Much of the area around the River Orwell in Ipswich is now given over to parking space, except that none of it is neither open to members of the public nor to casual visitors, such as I was that day. The effect of swathes of grey concrete fenced in behind chain-link or more substantial security fencing is to give the dock area the appearance of a town in distress, one deciding whether or not to recover from a war once it can raise some money. It was also frustrating to have found the pub, and see acres of parking all of which was inaccessible. On street parking near the pub was, quite naturally, full. I found a space outside a modern block of flats and reluctantly abandoned the van there. It wasn't clear whether parking was allowed, but there were other vehicles there already.

John, the celebrating storyteller, was at the bar and effusive in his welcome as I crept through the door to the saloon. Other guests were already present and I was introduced to members of his tribe. A small p.a. was set up and it appeared the festivities were going to take on a participatory element at some point. Having my guitar and footdrums in the van I offered my services which were accepted. That necessitated a twenty-minute round trek back to the van. I was relieved to find it still there and the instruments still inside. How nice, though, to be able to repay the pleasure I have received over many years working with John on various projects by sharing some of my creative efforts with him for a change. He seemed surprised as I suppose we might all be when we find that someone has another life outside any hole into which we have pigeoned them.

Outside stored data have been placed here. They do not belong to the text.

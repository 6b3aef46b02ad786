//! Record-level errors
//!
//! Everything that can go wrong while reading, writing or hydrating a
//! record. Corruption variants mean the persisted state is inconsistent and
//! the caller should rebuild the index rather than patch one record.

use std::io;

use thiserror::Error;

use crate::registry::Tag;
use crate::schema::SchemaError;
use crate::store::{Address, StoreError};

/// Result type for record operations
pub type NodeResult<T> = Result<T, NodeError>;

/// Errors surfaced by record operations
#[derive(Debug, Error)]
pub enum NodeError {
    #[error(transparent)]
    Store(#[from] StoreError),

    #[error(transparent)]
    Schema(#[from] SchemaError),

    #[error("index corruption: unknown node tag {tag:#06x} at {address}")]
    UnknownTag { tag: Tag, address: Address },

    #[error("index corruption at {address}: {reason}")]
    Corruption { address: Address, reason: String },

    #[error("record at {address} is a {actual}, expected a {expected}")]
    KindMismatch {
        address: Address,
        expected: String,
        actual: String,
    },

    #[error("kind {kind} has no registered tag")]
    UnregisteredKind { kind: String },

    #[error("I/O error: {0}")]
    Io(#[from] io::Error),

    #[error("configuration error: {0}")]
    Config(String),
}

impl NodeError {
    /// Returns whether this error means the index contents are
    /// inconsistent.
    pub fn is_corruption(&self) -> bool {
        match self {
            NodeError::UnknownTag { .. } | NodeError::Corruption { .. } => true,
            NodeError::Store(e) => e.is_fatal(),
            _ => false,
        }
    }

    pub(crate) fn corruption(address: Address, reason: impl Into<String>) -> Self {
        NodeError::Corruption {
            address,
            reason: reason.into(),
        }
    }
}

#[cfg(test)]
mod tests {
    use super::*;

    #[test]
    fn test_unknown_tag_is_corruption() {
        let err = NodeError::UnknownTag {
            tag: 0x0042,
            address: Address::new(0x100),
        };
        assert!(err.is_corruption());
        let message = err.to_string();
        assert!(message.contains("0x0042"));
        assert!(message.contains("@0x100"));
    }

    #[test]
    fn test_fatal_store_errors_are_corruption() {
        let err = NodeError::from(StoreError::data_corruption("bad block"));
        assert!(err.is_corruption());
        let err = NodeError::from(StoreError::out_of_space(1, 0));
        assert!(!err.is_corruption());
    }

    #[test]
    fn test_config_error_is_not_corruption() {
        assert!(!NodeError::Config("bad".into()).is_corruption());
    }
}
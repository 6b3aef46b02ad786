//! Schema and registry error types
//!
//! Every schema error is a programming error in a kind declaration or tag
//! registration. They surface while the process declares its kinds, so
//! startup fails before any record is touched.
//!
//! Error codes:
//! - ND_REGISTRY_DUPLICATE_TAG
//! - ND_REGISTRY_RESERVED_TAG
//! - ND_REGISTRY_TAG_OUT_OF_RANGE
//! - ND_REGISTRY_NOT_INSTANTIABLE
//! - ND_REGISTRY_KIND_ALREADY_REGISTERED
//! - ND_SCHEMA_INVALID_LIST_ELEMENT
//! - ND_SCHEMA_INVERSE_ALREADY_BOUND
//! - ND_SCHEMA_UNBOUND_RELATION

use std::fmt;

/// Severity levels for schema errors
#[derive(Debug, Clone, Copy, PartialEq, Eq)]
pub enum Severity {
    /// The process must not continue with this schema
    Fatal,
}

impl fmt::Display for Severity {
    fn fmt(&self, f: &mut fmt::Formatter<'_>) -> fmt::Result {
        match self {
            Severity::Fatal => write!(f, "FATAL"),
        }
    }
}

/// Schema-specific error codes
#[derive(Debug, Clone, Copy, PartialEq, Eq)]
pub enum SchemaErrorCode {
    /// Tag already bound to a kind
    NdRegistryDuplicateTag,
    /// Tag permanently reserved for a retired kind
    NdRegistryReservedTag,
    /// Tag does not fit in 16 bits
    NdRegistryTagOutOfRange,
    /// Abstract kinds and struct kinds cannot be tagged
    NdRegistryNotInstantiable,
    /// Kind already bound to another tag
    NdRegistryKindAlreadyRegistered,
    /// List element kind must be a concrete struct kind
    NdSchemaInvalidListElement,
    /// Relation inverse declared twice
    NdSchemaInverseAlreadyBound,
    /// Relation used before its inverse was declared
    NdSchemaUnboundRelation,
}

impl SchemaErrorCode {
    /// Returns the string code
    pub fn code(&self) -> &'static str {
        match self {
            SchemaErrorCode::NdRegistryDuplicateTag => "ND_REGISTRY_DUPLICATE_TAG",
            SchemaErrorCode::NdRegistryReservedTag => "ND_REGISTRY_RESERVED_TAG",
            SchemaErrorCode::NdRegistryTagOutOfRange => "ND_REGISTRY_TAG_OUT_OF_RANGE",
            SchemaErrorCode::NdRegistryNotInstantiable => "ND_REGISTRY_NOT_INSTANTIABLE",
            SchemaErrorCode::NdRegistryKindAlreadyRegistered => {
                "ND_REGISTRY_KIND_ALREADY_REGISTERED"
            }
            SchemaErrorCode::NdSchemaInvalidListElement => "ND_SCHEMA_INVALID_LIST_ELEMENT",
            SchemaErrorCode::NdSchemaInverseAlreadyBound => "ND_SCHEMA_INVERSE_ALREADY_BOUND",
            SchemaErrorCode::NdSchemaUnboundRelation => "ND_SCHEMA_UNBOUND_RELATION",
        }
    }

    /// Returns the severity level (always FATAL)
    pub fn severity(&self) -> Severity {
        Severity::Fatal
    }
}

impl fmt::Display for SchemaErrorCode {
    fn fmt(&self, f: &mut fmt::Formatter<'_>) -> fmt::Result {
        write!(f, "{}", self.code())
    }
}

/// Schema error type with context
#[derive(Debug, Clone)]
pub struct SchemaError {
    code: SchemaErrorCode,
    message: String,
    /// Tag involved, if any
    tag: Option<u32>,
    /// Kind involved, if any
    kind: Option<String>,
}

impl SchemaError {
    /// Tag already in use
    pub fn duplicate_tag(tag: u32, existing: &str) -> Self {
        Self {
            code: SchemaErrorCode::NdRegistryDuplicateTag,
            message: format!("tag {:#06x} is already registered to {}", tag, existing),
            tag: Some(tag),
            kind: Some(existing.to_string()),
        }
    }

    /// Tag reserved for a retired kind
    pub fn reserved_tag(tag: u32) -> Self {
        Self {
            code: SchemaErrorCode::NdRegistryReservedTag,
            message: format!("tag {:#06x} is reserved", tag),
            tag: Some(tag),
            kind: None,
        }
    }

    /// Tag wider than 16 bits
    pub fn tag_out_of_range(tag: u32) -> Self {
        Self {
            code: SchemaErrorCode::NdRegistryTagOutOfRange,
            message: format!("tag {:#x} does not fit in 16 bits", tag),
            tag: Some(tag),
            kind: None,
        }
    }

    /// Abstract or struct kind passed to registration
    pub fn not_instantiable(kind: &str, reason: &str) -> Self {
        Self {
            code: SchemaErrorCode::NdRegistryNotInstantiable,
            message: format!("kind {} cannot be tagged: {}", kind, reason),
            tag: None,
            kind: Some(kind.to_string()),
        }
    }

    /// Kind registered under a second tag
    pub fn kind_already_registered(kind: &str, tag: u32) -> Self {
        Self {
            code: SchemaErrorCode::NdRegistryKindAlreadyRegistered,
            message: format!("kind {} is already registered under tag {:#06x}", kind, tag),
            tag: Some(tag),
            kind: Some(kind.to_string()),
        }
    }

    /// List declared over a kind that cannot be embedded
    pub fn invalid_list_element(kind: &str) -> Self {
        Self {
            code: SchemaErrorCode::NdSchemaInvalidListElement,
            message: format!("kind {} is not a concrete struct kind", kind),
            tag: None,
            kind: Some(kind.to_string()),
        }
    }

    /// Second inverse declared for one relation
    pub fn inverse_already_bound(field: &str) -> Self {
        Self {
            code: SchemaErrorCode::NdSchemaInverseAlreadyBound,
            message: format!("relation {} already has an inverse", field),
            tag: None,
            kind: None,
        }
    }

    /// Relation used before its inverse exists
    pub fn unbound_relation(field: &str) -> Self {
        Self {
            code: SchemaErrorCode::NdSchemaUnboundRelation,
            message: format!("relation {} has no inverse declared", field),
            tag: None,
            kind: None,
        }
    }

    /// Returns the error code
    pub fn code(&self) -> SchemaErrorCode {
        self.code
    }

    /// Returns the severity level
    pub fn severity(&self) -> Severity {
        self.code.severity()
    }

    /// Returns the error message
    pub fn message(&self) -> &str {
        &self.message
    }

    /// Returns the tag involved, if any
    pub fn tag(&self) -> Option<u32> {
        self.tag
    }

    /// Returns the kind involved, if any
    pub fn kind(&self) -> Option<&str> {
        self.kind.as_deref()
    }
}

impl fmt::Display for SchemaError {
    fn fmt(&self, f: &mut fmt::Formatter<'_>) -> fmt::Result {
        write!(
            f,
            "[{}] {}: {}",
            self.code.severity(),
            self.code.code(),
            self.message
        )
    }
}

impl std::error::Error for SchemaError {}

/// Result type for schema operations
pub type SchemaResult<T> = Result<T, SchemaError>;
//! The code index schema and its database handle

use std::path::Path;
use std::sync::Arc;

use serde::Serialize;

use super::annotation::AnnotationKinds;
use super::binding::BindingKinds;
use super::constant::ConstantKinds;
use super::parameter::ParameterKinds;
use super::resource::ResourceKinds;
use super::tags;
use crate::config::NodeDbConfig;
use crate::db::NodeDb;
use crate::error::{NodeError, NodeResult};
use crate::registry::{Node, NodeTypeRegistry, Tag};
use crate::schema::{KindLayout, SchemaResult};
use crate::store::{save_image, Address, MemoryStore, Store};

/// Every kind and field accessor of the code index.
pub struct IndexSchema {
    pub(crate) constants: ConstantKinds,
    pub(crate) parameter: ParameterKinds,
    pub(crate) annotation: AnnotationKinds,
    pub(crate) binding: BindingKinds,
    pub(crate) resource: ResourceKinds,
}

impl IndexSchema {
    /// Declares all kinds and registers their tags with `types`.
    ///
    /// Declaration order matters: a relation's inverse can only be declared
    /// after the relation itself.
    pub fn build(types: &mut NodeTypeRegistry) -> SchemaResult<Self> {
        for tag in tags::RETIRED {
            types.reserve(tag)?;
        }
        let constants = ConstantKinds::declare(types)?;
        let parameter = ParameterKinds::declare();
        let annotation = AnnotationKinds::declare(types, &constants)?;
        let binding = BindingKinds::declare(types, &constants, &parameter, &annotation)?;
        let resource = ResourceKinds::declare(types, &binding)?;
        Ok(Self {
            constants,
            parameter,
            annotation,
            binding,
            resource,
        })
    }

    /// Layouts of the abstract and struct kinds, which have no tag
    pub fn untagged_layouts(&self) -> Vec<KindLayout> {
        vec![
            self.constants.constant.layout(),
            self.binding.binding.layout(),
            self.parameter.kind.layout(),
        ]
    }
}

/// Dump of a registry and schema, for inspection tools
#[derive(Debug, Clone, Serialize)]
pub struct SchemaDump {
    pub kinds: Vec<TaggedLayout>,
    pub fragments: Vec<KindLayout>,
    pub reserved_tags: Vec<Tag>,
}

#[derive(Debug, Clone, Serialize)]
pub struct TaggedLayout {
    pub tag: Tag,
    #[serde(flatten)]
    pub layout: KindLayout,
}

/// A node database holding a code index.
pub struct CodeIndex {
    db: NodeDb,
    schema: Arc<IndexSchema>,
}

impl CodeIndex {
    /// Opens an index over `store`, reserving the configured tags before
    /// the built-in kinds are registered.
    pub fn open(store: Box<dyn Store>, config: &NodeDbConfig) -> NodeResult<Self> {
        let mut types = NodeTypeRegistry::new();
        for &tag in &config.reserved_tags {
            types.reserve_raw(tag)?;
        }
        let schema = IndexSchema::build(&mut types)?;
        Ok(Self {
            db: NodeDb::new(store, Arc::new(types)),
            schema: Arc::new(schema),
        })
    }

    /// Opens the store described by `config`.
    pub fn from_config(config: &NodeDbConfig) -> NodeResult<Self> {
        Self::open(config.open_store()?, config)
    }

    /// Fresh in-memory index with default settings
    pub fn in_memory() -> NodeResult<Self> {
        Self::open(Box::new(MemoryStore::new()), &NodeDbConfig::default())
    }

    pub fn db(&self) -> &NodeDb {
        &self.db
    }

    pub fn db_mut(&mut self) -> &mut NodeDb {
        &mut self.db
    }

    pub fn schema(&self) -> &IndexSchema {
        &self.schema
    }

    pub(crate) fn parts_mut(&mut self) -> (&IndexSchema, &mut NodeDb) {
        (&self.schema, &mut self.db)
    }

    pub fn types(&self) -> &NodeTypeRegistry {
        self.db.types()
    }

    /// Hydrates any record from its tag.
    pub fn load(&self, address: Address) -> NodeResult<Box<dyn Node>> {
        self.db.load(address)
    }

    pub fn delete(&mut self, address: Address) -> NodeResult<()> {
        self.db.delete(address)
    }

    pub fn describe(&self, address: Address) -> String {
        self.db.describe(address)
    }

    pub fn dump_schema(&self) -> SchemaDump {
        SchemaDump {
            kinds: self
                .types()
                .registered()
                .into_iter()
                .map(|(tag, kind)| TaggedLayout {
                    tag,
                    layout: kind.layout(),
                })
                .collect(),
            fragments: self.schema.untagged_layouts(),
            reserved_tags: self.types().reserved_tags(),
        }
    }

    /// Writes the store to an image file.
    pub fn save(&self, path: &Path) -> NodeResult<()> {
        let memory = self
            .db
            .store()
            .as_any()
            .downcast_ref::<MemoryStore>()
            .ok_or_else(|| NodeError::Config("store does not support image files".into()))?;
        Ok(save_image(memory, path)?)
    }
}

impl std::fmt::Debug for CodeIndex {
    fn fmt(&self, f: &mut std::fmt::Formatter<'_>) -> std::fmt::Result {
        f.debug_struct("CodeIndex").field("db", &self.db).finish()
    }
}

Sunday was another day. I had planned to meet Jane in Cromer. She and her artist partner, Bob, moved there recently and this happened to be also the weekend of Folk On The Pier, a folk festival in Cromer celebrating its wooden anniversary. As it happened another friend, Richard Penguin, was hosting a weekend of "Teatime Showcase" events and I arranged to meet Jane at the Cromer Social Club to enjoy the last of these. Walking into the Social Club all was not well. Richard was looking concerned and it transpired that the opening act was stuck on a bus between Cromer and Norwich and wouldn't be due to arrive until well after his set was due to start. That was a shock. I had no idea there would be a bus between Cromer and Norwich on a Sunday evening. Although I suppose I shouldn't have been, I was also surprised to find I had worked with most of the people on the programme in some capacity or other over the past thirty years. I had worked with the classes of the ex-teachers, and even in the same band as some of the performers. They didn't make it easy to predict that we would have previous connections since they had changed their real names to more innocent-sounding folksinger names - like I can complain about that! Seeing Richard's quandary I once more offered my services. Although he is a promotor, performer, radio show host, writer and raconteur, Richard didn't really know me as Marshlander - one man acoustic band and songwriter. Once again it was fun to subvert someone else's filing system. In fact he was so delighted he asked for an encore and publicly offered an invitation for a full set at next year's Teatime Showcase. 

So while I may spend a great deal of my time being in the wrong place, it is fun to enjoy an occasional weekend such as this where the stars align and form pretty patterns.